[Start of section]

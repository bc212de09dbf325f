//! Per-tuple access classification and the legal transition lattice.
//!
//! A transaction keeps exactly one [`AccessKind`] entry per tuple slot it has
//! touched. The recording operations move an entry along a fixed lattice:
//! reads may upgrade to owned reads and then to writes, an insert may only
//! land on a fresh slot, and `Delete` / `InsertDelete` are terminal. An
//! attempt to record anything on a terminally classified slot is an executor
//! protocol violation and panics; silently ignoring it would let a
//! tombstoned tuple be observed again inside the same transaction.

use std::collections::HashMap;
use std::collections::hash_map;

use granite_types::TupleSlot;

// ---------------------------------------------------------------------------
// AccessKind
// ---------------------------------------------------------------------------

/// What this transaction has done so far to one tuple slot.
#[derive(Debug, Clone, Copy, PartialEq, Eq, Hash, serde::Serialize, serde::Deserialize)]
pub enum AccessKind {
    /// Value observed; no intent to modify.
    Read,
    /// Value observed and locked for a prospective write.
    ReadOwn,
    /// An existing version was replaced by a new one.
    Update,
    /// A version was created that did not exist before this transaction.
    Insert,
    /// An existing version was tombstoned.
    Delete,
    /// Inserted and deleted within this transaction; never visible outside it.
    InsertDelete,
}

impl AccessKind {
    /// Whether this classification modifies the database.
    #[inline]
    #[must_use]
    pub const fn is_write_class(self) -> bool {
        matches!(
            self,
            Self::Update | Self::Insert | Self::Delete | Self::InsertDelete
        )
    }

    /// Terminal classifications admit no further recording on their slot.
    #[inline]
    #[must_use]
    pub const fn is_terminal(self) -> bool {
        matches!(self, Self::Delete | Self::InsertDelete)
    }
}
//! Commit-deferred trigger queue.
//!
//! Write paths enqueue [`TriggerData`] payloads on the owning transaction;
//! the commit path fires them in insertion order. The queue is allocated
//! lazily because the vast majority of transactions never arm a trigger.
//!
//! Firing does not drain the queue. The transaction manager destroys the
//! context right after commit resolution, so a fired queue is never
//! observed again.

use granite_types::TupleSlot;

// ---------------------------------------------------------------------------
// TriggerEvent / TriggerData
// ---------------------------------------------------------------------------

/// Row event that armed the trigger.
#[derive(Debug, Clone, Copy, PartialEq, Eq, Hash, serde::Serialize, serde::Deserialize)]
pub enum TriggerEvent {
    AfterInsert,
    AfterUpdate,
    AfterDelete,
}

/// One queued trigger payload.
///
/// The hook is a plain function pointer rather than a boxed closure; the
/// trigger evaluator owns all interpretation, the core only carries the
/// payload to the commit point and calls back.
#[derive(Debug, Clone)]
pub struct TriggerData {
    name: String,
    event: TriggerEvent,
    slot: TupleSlot,
    hook: fn(&TriggerData),
}

impl TriggerData {
    /// Package a payload for deferral.
    #[must_use]
    pub fn new(
        name: impl Into<String>,
        event: TriggerEvent,
        slot: TupleSlot,
        hook: fn(&TriggerData),
    ) -> Self {
        Self {
            name: name.into(),
            event,
            slot,
            hook,
        }
    }

    /// Name of the trigger as declared in the catalog.
    #[must_use]
    pub fn name(&self) -> &str {
        &self.name
    }

    /// The row event that armed this payload.
    #[must_use]
    pub fn event(&self) -> TriggerEvent {
        self.event
    }

    /// The row the event happened on.
    #[must_use]
    pub fn slot(&self) -> TupleSlot {
        self.slot
    }

    /// Invoke the execution hook.
    pub fn fire(&self) {
        (self.hook)(self);
    }
}

// ---------------------------------------------------------------------------
// TriggerSet
// ---------------------------------------------------------------------------

/// Ordered queue of commit-deferred triggers.
#[derive(Debug, Default)]
pub struct TriggerSet {
    queued: Vec<TriggerData>,
}

impl TriggerSet {
    /// Create an empty queue.
    #[must_use]
    pub fn new() -> Self {
        Self::default()
    }

    /// Append a payload; it fires after everything queued before it.
    pub fn push(&mut self, trigger: TriggerData) {
        self.queued.push(trigger);
    }

    /// Number of payloads queued.
    #[must_use]
    pub fn len(&self) -> usize {
        self.queued.len()
    }

    /// Whether the queue is empty.
    #[must_use]
    pub fn is_empty(&self) -> bool {
        self.queued.is_empty()
    }

    /// Fire every payload in insertion order. Does not drain.
    pub fn fire_all(&self) {
        for trigger in &self.queued {
            trigger.fire();
        }
    }
}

[End of section]

• _The problem_: Every record above needs to be copied exactly.

• _Task output_:
repository bc212de09dbf325f
//! Per-tuple access classification and the legal transition lattice.
//!
//! A transaction keeps exactly one [`AccessKind`] entry per tuple slot it has
//! touched. The recording operations move an entry along a fixed lattice:
//! reads may upgrade to owned reads and then to writes, an insert may only
//! land on a fresh slot, and `Delete` / `InsertDelete` are terminal. An
//! attempt to record anything on a terminally classified slot is an executor
//! protocol violation and panics; silently ignoring it would let a
//! tombstoned tuple be observed again inside the same transaction.

use std::collections::HashMap;
use std::collections::hash_map;

use granite_types::TupleSlot;

// ---------------------------------------------------------------------------
// AccessKind
// ---------------------------------------------------------------------------

/// What this transaction has done so far to one tuple slot.
#[derive(Debug, Clone, Copy, PartialEq, Eq, Hash, serde::Serialize, serde::Deserialize)]
pub enum AccessKind {
    /// Value observed; no intent to modify.
    Read,
    /// Value observed and locked for a prospective write.
    ReadOwn,
    /// An existing version was replaced by a new one.
    Update,
    /// A version was created that did not exist before this transaction.
    Insert,
    /// An existing version was tombstoned.
    Delete,
    /// Inserted and deleted within this transaction; never visible outside it.
    InsertDelete,
}

impl AccessKind {
    /// Whether this classification modifies the database.
    #[inline]
    #[must_use]
    pub const fn is_write_class(self) -> bool {
        matches!(
            self,
            Self::Update | Self::Insert | Self::Delete | Self::InsertDelete
        )
    }

    /// Terminal classifications admit no further recording on their slot.
    #[inline]
    #[must_use]
    pub const fn is_terminal(self) -> bool {
        matches!(self, Self::Delete | Self::InsertDelete)
    }
}
//! Commit-deferred trigger queue.
//!
//! Write paths enqueue [`TriggerData`] payloads on the owning transaction;
//! the commit path fires them in insertion order. The queue is allocated
//! lazily because the vast majority of transactions never arm a trigger.
//!
//! Firing does not drain the queue. The transaction manager destroys the
//! context right after commit resolution, so a fired queue is never
//! observed again.

use granite_types::TupleSlot;

// ---------------------------------------------------------------------------
// TriggerEvent / TriggerData
// ---------------------------------------------------------------------------

/// Row event that armed the trigger.
#[derive(Debug, Clone, Copy, PartialEq, Eq, Hash, serde::Serialize, serde::Deserialize)]
pub enum TriggerEvent {
    AfterInsert,
    AfterUpdate,
    AfterDelete,
}

/// One queued trigger payload.
///
/// The hook is a plain function pointer rather than a boxed closure; the
/// trigger evaluator owns all interpretation, the core only carries the
/// payload to the commit point and calls back.
#[derive(Debug, Clone)]
pub struct TriggerData {
    name: String,
    event: TriggerEvent,
    slot: TupleSlot,
    hook: fn(&TriggerData),
}

impl TriggerData {
    /// Package a payload for deferral.
    #[must_use]
    pub fn new(
        name: impl Into<String>,
        event: TriggerEvent,
        slot: TupleSlot,
        hook: fn(&TriggerData),
    ) -> Self {
        Self {
            name: name.into(),
            event,
            slot,
            hook,
        }
    }

    /// Name of the trigger as declared in the catalog.
    #[must_use]
    pub fn name(&self) -> &str {
        &self.name
    }

    /// The row event that armed this payload.
    #[must_use]
    pub fn event(&self) -> TriggerEvent {
        self.event
    }

    /// The row the event happened on.
    #[must_use]
    pub fn slot(&self) -> TupleSlot {
        self.slot
    }

    /// Invoke the execution hook.
    pub fn fire(&self) {
        (self.hook)(self);
    }
}

// ---------------------------------------------------------------------------
// TriggerSet
// ---------------------------------------------------------------------------

/// Ordered queue of commit-deferred triggers.
#[derive(Debug, Default)]
pub struct TriggerSet {
    queued: Vec<TriggerData>,
}

impl TriggerSet {
    /// Create an empty queue.
    #[must_use]
    pub fn new() -> Self {
        Self::default()
    }

    /// Append a payload; it fires after everything queued before it.
    pub fn push(&mut self, trigger: TriggerData) {
        self.queued.push(trigger);
    }

    /// Number of payloads queued.
    #[must_use]
    pub fn len(&self) -> usize {
        self.queued.len()
    }

    /// Whether the queue is empty.
    #[must_use]
    pub fn is_empty(&self) -> bool {
        self.queued.is_empty()
    }

    /// Fire every payload in insertion order. Does not drain.
    pub fn fire_all(&self) {
        for trigger in &self.queued {
            trigger.fire();
        }
    }
}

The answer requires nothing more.